The defendant is a sixteen-year-old boy. Since November, 1956, he has been a ward of the Department of Public Welfare, but at the time of the offense here charged he was on probation and living with his mother. On November 13, 1958, at about 11:30 p. m., he was arrested on the street by police who had responded to a complaint that a prowler had been hanging around the area for several hours. The defendant was taken to the Third Precinct station house, where he was questioned. The police placed no charge against him and called his mother to come and take him home. There is a dispute as to exactly what occurred after his mother arrived at the precinct, but the defendant is alleged to have assaulted one of the officers in the precinct at about 12:30 a. m. on November 14 in the mother's presence. Later that day the defendant was transferred by the Juvenile Court authorities to the Receiving Home. On December 3, 1958, the Director of Social Work for the Juvenile Court made a report to the Judge of that Court, summarizing the defendant's prior juvenile record and history and recommending that jurisdiction of the case be waived and the matter referred to the United States District Court. The Judge of the Juvenile Court, on December 4, 1958, noted his approval of the recommendation and on December 5, 1958, signed a formal order of waiver.

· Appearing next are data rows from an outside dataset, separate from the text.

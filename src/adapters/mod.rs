//! Adapters layer
//!
//! Thin translations between the outside world and the application layer.
//! The HTTP adapter maps transport concerns (routing, status codes,
//! requester resolution) onto use cases; no business rules live here.

pub mod http;
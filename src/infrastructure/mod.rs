//! Infrastructure layer
//!
//! Concrete implementations of the domain ports: configuration loading
//! and PostgreSQL-backed repositories.

pub mod config;
pub mod persistence;
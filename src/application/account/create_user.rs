use std::sync::Arc;

use crate::domain::account::entities::User;
use crate::domain::account::services::UserService;
use crate::domain::errors::DomainError;

/// Command for registering a new account
#[derive(Debug, Clone)]
pub struct CreateUserCommand {
  /// Login name, unique across accounts
  pub username: String,
  /// Email address, unique across accounts
  pub email: String,
  /// Credential, stored as given
  pub password: String,
  /// User's first name
  pub first_name: String,
  /// User's last name
  pub last_name: String,
}

/// Use case for creating a user account
pub struct CreateUserUseCase {
  user_service: Arc<UserService>,
}

impl CreateUserUseCase {
  /// Creates a new instance of CreateUserUseCase
  pub fn new(user_service: Arc<UserService>) -> Self {
    Self { user_service }
  }

  /// Executes the account creation use case.
  ///
  /// Accounts created through the public surface are never admins; the
  /// flag can only be granted out of band.
  ///
  /// # Errors
  /// Returns `DomainError::Duplicate` when the email or username is taken
  pub async fn execute(&self, command: CreateUserCommand) -> Result<User, DomainError> {
    let user = User::new(
      command.username,
      command.email,
      command.password,
      command.first_name,
      command.last_name,
      false,
    );

    self.user_service.create(user).await
  }
}
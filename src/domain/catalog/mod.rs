pub mod entities;
pub mod ports;
pub mod query;
pub mod services;

// Re-export commonly used types
pub use entities::{Beer, Style};
pub use query::BeerQuery;
pub use services::{BeerData, CatalogService};
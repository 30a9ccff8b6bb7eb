use std::sync::Arc;
use uuid::Uuid;

use super::entities::{Beer, Style};
use super::ports::{BeerRepository, StyleRepository};
use super::query::{self, BeerQuery};
use crate::domain::account::entities::User;
use crate::domain::account::policy;
use crate::domain::errors::{DomainError, RepositoryError};

/// Mutable beer fields, as accepted by create and update
#[derive(Debug, Clone)]
pub struct BeerData {
  pub name: String,
  pub abv: f64,
  pub style_id: Uuid,
}

/// Catalog service for beers and styles.
///
/// Listing fetches the raw collection from storage and runs the query
/// pipeline in memory. Mutations resolve the style reference fresh on
/// every call and gate on the requester being the beer's creator or an
/// admin.
pub struct CatalogService {
  beer_repo: Arc<dyn BeerRepository>,
  style_repo: Arc<dyn StyleRepository>,
}

impl CatalogService {
  /// Creates a new instance of CatalogService
  pub fn new(beer_repo: Arc<dyn BeerRepository>, style_repo: Arc<dyn StyleRepository>) -> Self {
    Self {
      beer_repo,
      style_repo,
    }
  }

  /// Lists beers matching the query, in query order
  pub async fn list(&self, query: &BeerQuery) -> Result<Vec<Beer>, DomainError> {
    let beers = self.beer_repo.list_all().await?;
    Ok(query::apply(beers, query))
  }

  /// Fetches a beer by id
  ///
  /// # Errors
  /// Returns `DomainError::NotFound` if no such beer exists
  pub async fn get_by_id(&self, id: Uuid) -> Result<Beer, DomainError> {
    self
      .beer_repo
      .find_by_id(id)
      .await?
      .ok_or_else(|| DomainError::not_found("Beer", "id", id.to_string()))
  }

  /// Fetches a beer by name
  pub async fn get_by_name(&self, name: &str) -> Result<Beer, DomainError> {
    self
      .beer_repo
      .find_by_name(name)
      .await?
      .ok_or_else(|| DomainError::not_found("Beer", "name", name))
  }

  /// Creates a beer on behalf of the requester.
  ///
  /// # Errors
  /// Returns `DomainError::Duplicate` if the name is taken and
  /// `DomainError::NotFound` if the style does not exist
  pub async fn create(&self, data: BeerData, requester: &User) -> Result<Beer, DomainError> {
    if self.beer_repo.find_by_name(&data.name).await?.is_some() {
      return Err(DomainError::duplicate("Beer", "name", data.name));
    }

    let style = self.resolve_style(data.style_id).await?;
    let name = data.name.clone();
    let beer = Beer::new(data.name, data.abv, style, requester.id);

    // The lookup above is only the fast path; a concurrent create can
    // still hit the unique index.
    match self.beer_repo.create(beer).await {
      Ok(created) => Ok(created),
      Err(DomainError::Repository(RepositoryError::DuplicateKey(_))) => {
        Err(DomainError::duplicate("Beer", "name", name))
      }
      Err(e) => Err(e),
    }
  }

  /// Replaces a beer's mutable fields.
  ///
  /// Only the creator or an admin may update a beer. The name uniqueness
  /// check excludes the beer itself, so an unchanged name is not a
  /// conflict.
  pub async fn update(
    &self,
    id: Uuid,
    data: BeerData,
    requester: &User,
  ) -> Result<Beer, DomainError> {
    let mut beer = self.get_by_id(id).await?;
    self.authorize_mutation(&beer, requester, "modify")?;

    if let Some(existing) = self.beer_repo.find_by_name(&data.name).await? {
      if existing.id != beer.id {
        return Err(DomainError::duplicate("Beer", "name", data.name));
      }
    }

    let style = self.resolve_style(data.style_id).await?;
    beer.update(data.name, data.abv, style);
    self.beer_repo.update(beer).await
  }

  /// Deletes a beer. Only the creator or an admin may delete it.
  pub async fn delete(&self, id: Uuid, requester: &User) -> Result<(), DomainError> {
    let beer = self.get_by_id(id).await?;
    self.authorize_mutation(&beer, requester, "delete")?;
    self.beer_repo.delete(id).await
  }

  /// Lists every style
  pub async fn list_styles(&self) -> Result<Vec<Style>, DomainError> {
    self.style_repo.list_all().await
  }

  /// Fetches a style by id
  pub async fn get_style(&self, id: Uuid) -> Result<Style, DomainError> {
    self.resolve_style(id).await
  }

  async fn resolve_style(&self, id: Uuid) -> Result<Style, DomainError> {
    self
      .style_repo
      .find_by_id(id)
      .await?
      .ok_or_else(|| DomainError::not_found("Style", "id", id.to_string()))
  }

  fn authorize_mutation(
    &self,
    beer: &Beer,
    requester: &User,
    action: &str,
  ) -> Result<(), DomainError> {
    if !policy::is_authorized(requester, beer.created_by) {
      return Err(DomainError::Unauthorized(format!(
        "You are not authorized to {} this beer.",
        action
      )));
    }
    Ok(())
  }
}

Thereupon, also on December 5, the officer filed a complaint in this Court, and the defendant was brought before the United States Commissioner for a preliminary hearing. The Commissioner's record shows that the defendant, after being advised of his rights, waived preliminary hearing and was remanded to the District Jail, being unable to make bond, set at $3,000. On December 15, 1958, the Grand Jury returned an indictment against defendant for assault upon a member of the police force. On December 19, 1958, the defendant was arraigned and pleaded not guilty. He was not represented by counsel either before the United States Commissioner or before the Court at time of arraignment. On the latter occasion the defendant stated to the presiding judge that his mother was supposed to come there with an attorney. After informing the defendant that counsel would be appointed for him if an attorney failed to file a formal appearance in his behalf within ten days, the court proceeded with the arraignment and permitted him to plead not guilty. On January 5 the court appointed present counsel to defend.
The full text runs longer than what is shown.